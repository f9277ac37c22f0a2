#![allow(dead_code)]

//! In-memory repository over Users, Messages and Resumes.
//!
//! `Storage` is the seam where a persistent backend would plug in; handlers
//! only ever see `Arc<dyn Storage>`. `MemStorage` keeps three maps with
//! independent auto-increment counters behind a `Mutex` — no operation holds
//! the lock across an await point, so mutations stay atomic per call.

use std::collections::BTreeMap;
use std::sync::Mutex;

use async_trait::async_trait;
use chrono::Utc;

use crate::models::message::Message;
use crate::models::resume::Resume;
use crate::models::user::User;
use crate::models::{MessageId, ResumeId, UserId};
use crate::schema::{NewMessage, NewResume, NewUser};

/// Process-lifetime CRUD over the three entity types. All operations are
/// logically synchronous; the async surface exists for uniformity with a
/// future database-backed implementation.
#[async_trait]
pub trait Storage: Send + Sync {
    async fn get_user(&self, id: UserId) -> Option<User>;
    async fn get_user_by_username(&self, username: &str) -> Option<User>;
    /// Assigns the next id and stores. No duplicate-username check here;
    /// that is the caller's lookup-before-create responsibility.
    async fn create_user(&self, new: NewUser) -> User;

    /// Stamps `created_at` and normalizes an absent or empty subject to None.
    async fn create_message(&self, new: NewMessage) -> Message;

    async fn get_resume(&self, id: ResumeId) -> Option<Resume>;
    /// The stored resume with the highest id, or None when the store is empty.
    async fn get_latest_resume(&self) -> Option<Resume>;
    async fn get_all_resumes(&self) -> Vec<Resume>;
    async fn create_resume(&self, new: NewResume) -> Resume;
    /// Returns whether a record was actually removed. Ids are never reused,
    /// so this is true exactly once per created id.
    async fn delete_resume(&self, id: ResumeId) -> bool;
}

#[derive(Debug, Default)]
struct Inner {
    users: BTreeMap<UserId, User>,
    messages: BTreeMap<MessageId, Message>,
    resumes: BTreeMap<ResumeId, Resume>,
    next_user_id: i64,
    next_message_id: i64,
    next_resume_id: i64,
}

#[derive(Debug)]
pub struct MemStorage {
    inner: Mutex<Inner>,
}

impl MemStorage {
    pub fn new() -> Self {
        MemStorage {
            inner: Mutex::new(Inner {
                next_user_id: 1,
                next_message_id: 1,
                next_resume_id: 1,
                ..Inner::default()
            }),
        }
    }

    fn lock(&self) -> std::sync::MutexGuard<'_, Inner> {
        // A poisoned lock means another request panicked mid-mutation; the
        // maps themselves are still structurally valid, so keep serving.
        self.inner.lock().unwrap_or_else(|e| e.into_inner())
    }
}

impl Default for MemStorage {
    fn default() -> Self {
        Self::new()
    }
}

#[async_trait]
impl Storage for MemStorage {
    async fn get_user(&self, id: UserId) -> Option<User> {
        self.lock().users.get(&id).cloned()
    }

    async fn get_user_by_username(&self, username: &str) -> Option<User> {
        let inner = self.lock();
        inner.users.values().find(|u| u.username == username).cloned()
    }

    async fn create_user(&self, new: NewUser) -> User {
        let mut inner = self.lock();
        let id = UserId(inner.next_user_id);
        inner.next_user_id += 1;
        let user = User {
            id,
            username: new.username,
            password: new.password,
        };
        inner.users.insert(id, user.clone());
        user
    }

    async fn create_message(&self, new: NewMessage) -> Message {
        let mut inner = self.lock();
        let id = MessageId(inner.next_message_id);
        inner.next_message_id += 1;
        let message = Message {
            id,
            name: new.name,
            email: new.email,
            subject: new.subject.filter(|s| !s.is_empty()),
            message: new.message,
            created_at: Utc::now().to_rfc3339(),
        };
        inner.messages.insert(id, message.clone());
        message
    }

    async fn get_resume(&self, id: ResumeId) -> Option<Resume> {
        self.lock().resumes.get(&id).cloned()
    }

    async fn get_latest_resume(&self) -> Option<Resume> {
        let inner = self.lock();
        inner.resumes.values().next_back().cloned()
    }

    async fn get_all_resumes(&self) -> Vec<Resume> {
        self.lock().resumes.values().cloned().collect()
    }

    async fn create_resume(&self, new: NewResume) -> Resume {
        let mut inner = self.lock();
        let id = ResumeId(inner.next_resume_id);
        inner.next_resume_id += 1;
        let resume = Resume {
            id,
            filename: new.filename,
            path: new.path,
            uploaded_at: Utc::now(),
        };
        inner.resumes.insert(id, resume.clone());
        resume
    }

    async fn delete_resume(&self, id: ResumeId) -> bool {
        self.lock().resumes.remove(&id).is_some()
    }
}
====
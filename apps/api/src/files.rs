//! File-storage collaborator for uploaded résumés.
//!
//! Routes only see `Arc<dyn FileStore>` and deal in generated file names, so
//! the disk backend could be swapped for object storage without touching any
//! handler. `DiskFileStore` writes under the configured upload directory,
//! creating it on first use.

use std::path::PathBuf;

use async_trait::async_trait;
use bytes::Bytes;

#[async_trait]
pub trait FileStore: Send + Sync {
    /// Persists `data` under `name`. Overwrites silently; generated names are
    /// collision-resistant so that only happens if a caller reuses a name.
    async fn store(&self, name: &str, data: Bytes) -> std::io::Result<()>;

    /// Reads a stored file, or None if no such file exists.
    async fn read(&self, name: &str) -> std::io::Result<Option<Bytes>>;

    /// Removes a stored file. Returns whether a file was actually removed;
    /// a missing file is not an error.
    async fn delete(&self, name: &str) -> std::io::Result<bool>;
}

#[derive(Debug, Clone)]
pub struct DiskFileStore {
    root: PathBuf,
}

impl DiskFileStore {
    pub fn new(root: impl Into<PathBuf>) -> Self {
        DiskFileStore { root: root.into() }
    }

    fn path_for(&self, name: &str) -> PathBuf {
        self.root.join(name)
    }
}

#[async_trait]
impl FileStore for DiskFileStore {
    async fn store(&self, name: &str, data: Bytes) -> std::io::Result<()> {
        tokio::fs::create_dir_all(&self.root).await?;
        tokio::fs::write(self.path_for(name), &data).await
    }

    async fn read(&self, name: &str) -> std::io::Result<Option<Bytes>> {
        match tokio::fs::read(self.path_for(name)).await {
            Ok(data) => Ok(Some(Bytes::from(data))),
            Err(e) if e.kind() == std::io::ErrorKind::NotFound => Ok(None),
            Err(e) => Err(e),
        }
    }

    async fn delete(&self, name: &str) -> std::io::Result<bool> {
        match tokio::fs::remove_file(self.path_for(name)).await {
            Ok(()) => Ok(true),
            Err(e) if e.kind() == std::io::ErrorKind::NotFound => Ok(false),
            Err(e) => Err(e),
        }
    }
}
====
(Work required) Where does the string "backend" occur in the data above? Copy every line that holds it.

(Reply to the task)
//! `Storage` is the seam where a persistent backend would plug in; handlers
//! the disk backend could be swapped for object storage without touching any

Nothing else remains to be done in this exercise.